Ray Dalio, founder of Bridgewater Associates, has warned that the UK is in a “debt doom loop” due to rising taxes and debts. He asserted that the Government’s tax hikes could drive wealthy taxpayers away, worsening the economy. The UK’s national debt is currently £2.9trn and may reach £3trn soon. Dalio noted that the top 10% pay 75% of income taxes, and losing even a small percentage of them could significantly reduce tax revenue. He called for strong leadership to address both financial and social challenges, echoing concerns from the International Monetary Fund and the Office for Budget Responsibility.

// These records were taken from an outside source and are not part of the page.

//! Region lock commands

use nvmflash_core::controller::NvmController;
use nvmflash_core::flash::{NvmFlash, ProgramStrategy};

use crate::error::Result;

/// Lock (or unlock) the region containing `address`
pub fn run_lock<C: NvmController, S: ProgramStrategy>(
    nvm: &mut NvmFlash<C, S>,
    address: u32,
    lock: bool,
) -> Result<()> {
    if lock {
        nvm.lock_region(address)?;
        println!("Locked region containing 0x{:08X}", address);
    } else {
        nvm.unlock_region(address)?;
        println!("Unlocked region containing 0x{:08X}", address);
    }
    Ok(())
}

UK energy bills could be set according to wealth

Ofgem has initiated a review of energy bill costs to address concerns that rising fixed charges may disproportionately affect low-income households. Chief executive Jonathan Brearley stated that while electricity unit costs could decrease, fixed costs for network upgrades might increase. The review will explore options like “progressive billing,” where wealthier households could pay more. However, shadow energy secretary Claire Coutinho, argues that Ofgem should focus on reducing overall energy costs rather than redistributing them.

FINANCING
PayPal allows users to pay with over 100 cryptos

Reuters Daily Mail

PayPal has introduced a new feature allowing users to pay with over 100 cryptocurrencies. The ‘Pay with Crypto’ system converts payments into dollars or stablecoins instantly, protecting merchants from price volatility while dramatically reducing transaction costs. Separately, JPMorgan has partnered with Coinbase to enable customers to fund their wallets using Chase credit cards, starting in fall 2025.

AND FINALLY …
Brits stash away more cash

Daily Express

Figures from the Office for National Statistics show the proportion of disposable income not spent, known as the savings ratio, rose to 11.1% in the first quarter of 2024. This is up from 9.3% in the last quarter of 2023 and marks the highest rate since Q3 of 2021. The ONS data also showed real household disposable income rose by 2.5% in the first quarter of 2024 – the biggest increase in two years – but consumer spending barely changed, rising by only 0.2%.